■ HOW TO COMPLETE THIS TASK:
Send back the records in full, character for character.

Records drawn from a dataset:
//! In-memory prefix completion with lazy top-k ranking.
//!
//! Build once from a word list (optionally with ranks and identifiers), then
//! answer "every word starting with `p`" and "the `k` best words starting
//! with `p`" in logarithmic time. A built index serializes to JSON or to a
//! checksummed binary snapshot and restores without re-sorting.
//!
//! # Architecture
//!
//! ```text
//! ┌──────────────┐     ┌──────────────────┐     ┌──────────────────┐
//! │ search       │────▶│ index::WordStore │────▶│ CompletionIndex  │
//! │ (bisection)  │     │ (buffer, starts, │     │ (find_words,     │
//! └──────────────┘     │  prefix_bounds)  │     │  find_top_k_*)   │
//!                      └──────────────────┘     └──────────────────┘
//! ┌──────────────┐     ┌──────────────────┐              │
//! │ ranking      │────▶│ top_k_indices    │──────────────┘
//! │ (SegmentTree,│     │ (tree + heap,    │              │
//! │  PriorityQ.) │     │  interval split) │              ▼
//! └──────────────┘     └──────────────────┘     ┌──────────────────┐
//!                                               │ snapshot, binary │
//!                                               │ (JSON, FCMP)     │
//!                                               └──────────────────┘
//! ```
//!
//! # Modules
//!
//! | Module     | Purpose                                                   |
//! |------------|-----------------------------------------------------------|
//! | `search`   | Leftmost/rightmost bisection with a three-way comparator  |
//! | `ranking`  | Segment tree, min-heap, rank order and the top-k loop     |
//! | `index`    | Word store and the completion index                       |
//! | `types`    | The five build requests                                   |
//! | `snapshot` | Serializable state (serde)                                |
//! | `binary`   | Compact binary snapshots with a CRC32 footer              |
//! | `verify`   | Debug-build contracts for the structural invariants       |
//!
//! # Usage
//!
//! ```
//! use fastcomplete::CompletionIndex;
//!
//! let index = CompletionIndex::from_ranked_words([
//!     ("sally", 2.0),
//!     ("sells", 5.0),
//!     ("seashells", 3.0),
//!     ("seashore", 6.0),
//! ])?;
//!
//! assert_eq!(index.find_words("sea"), vec!["seashells", "seashore"]);
//! assert_eq!(index.find_top_k_words("se", 2)?, vec!["seashells", "sells"]);
//!
//! let restored: CompletionIndex = CompletionIndex::from_json(&index.to_json()?)?;
//! assert_eq!(restored.find_top_k_words("se", 2)?, vec!["seashells", "sells"]);
//! # Ok::<(), fastcomplete::CompletionError>(())
//! ```

// Module declarations
pub mod binary;
pub mod config;
pub mod error;
pub mod index;
pub mod ranking;
pub mod search;
pub mod snapshot;
pub mod testing;
pub mod types;
pub mod verify;

// Re-exports for public API
pub use config::{CompletionsConfig, DEFAULT_SEPARATOR};
pub use error::{CompletionError, Result};
pub use index::{CompletionIndex, WordStore};
pub use ranking::{top_k_indices, Combine, PriorityQueue, RankOrder, RankTree, SegmentTree};
pub use search::{leftmost_match, rightmost_match};
pub use snapshot::{Snapshot, SnapshotRef, TreeRef, TreeSnapshot};
pub use types::BuildRequest;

■ RESULT:
//! In-memory prefix completion with lazy top-k ranking.
//!
//! Build once from a word list (optionally with ranks and identifiers), then
//! answer "every word starting with `p`" and "the `k` best words starting
//! with `p`" in logarithmic time. A built index serializes to JSON or to a
//! checksummed binary snapshot and restores without re-sorting.
//!
//! # Architecture
//!
//! ```text
//! ┌──────────────┐     ┌──────────────────┐     ┌──────────────────┐
//! │ search       │────▶│ index::WordStore │────▶│ CompletionIndex  │
//! │ (bisection)  │     │ (buffer, starts, │     │ (find_words,     │
//! └──────────────┘     │  prefix_bounds)  │     │  find_top_k_*)   │
//!                      └──────────────────┘     └──────────────────┘
//! ┌──────────────┐     ┌──────────────────┐              │
//! │ ranking      │────▶│ top_k_indices    │──────────────┘
//! │ (SegmentTree,│     │ (tree + heap,    │              │
//! │  PriorityQ.) │     │  interval split) │              ▼
//! └──────────────┘     └──────────────────┘     ┌──────────────────┐
//!                                               │ snapshot, binary │
//!                                               │ (JSON, FCMP)     │
//!                                               └──────────────────┘
//! ```
//!
//! # Modules
//!
//! | Module     | Purpose                                                   |
//! |------------|-----------------------------------------------------------|
//! | `search`   | Leftmost/rightmost bisection with a three-way comparator  |
//! | `ranking`  | Segment tree, min-heap, rank order and the top-k loop     |
//! | `index`    | Word store and the completion index                       |
//! | `types`    | The five build requests                                   |
//! | `snapshot` | Serializable state (serde)                                |
//! | `binary`   | Compact binary snapshots with a CRC32 footer              |
//! | `verify`   | Debug-build contracts for the structural invariants       |
//!
//! # Usage
//!
//! ```
//! use fastcomplete::CompletionIndex;
//!
//! let index = CompletionIndex::from_ranked_words([
//!     ("sally", 2.0),
//!     ("sells", 5.0),
//!     ("seashells", 3.0),
//!     ("seashore", 6.0),
//! ])?;
//!
//! assert_eq!(index.find_words("sea"), vec!["seashells", "seashore"]);
//! assert_eq!(index.find_top_k_words("se", 2)?, vec!["seashells", "sells"]);
//!
//! let restored: CompletionIndex = CompletionIndex::from_json(&index.to_json()?)?;
//! assert_eq!(restored.find_top_k_words("se", 2)?, vec!["seashells", "sells"]);
//! # Ok::<(), fastcomplete::CompletionError>(())
//! ```

// Module declarations
pub mod binary;
pub mod config;
pub mod error;
pub mod index;
pub mod ranking;
pub mod search;
pub mod snapshot;
pub mod testing;
pub mod types;
pub mod verify;

// Re-exports for public API
pub use config::{CompletionsConfig, DEFAULT_SEPARATOR};
pub use error::{CompletionError, Result};
pub use index::{CompletionIndex, WordStore};
pub use ranking::{top_k_indices, Combine, PriorityQueue, RankOrder, RankTree, SegmentTree};
pub use search::{leftmost_match, rightmost_match};
pub use snapshot::{Snapshot, SnapshotRef, TreeRef, TreeSnapshot};
pub use types::BuildRequest;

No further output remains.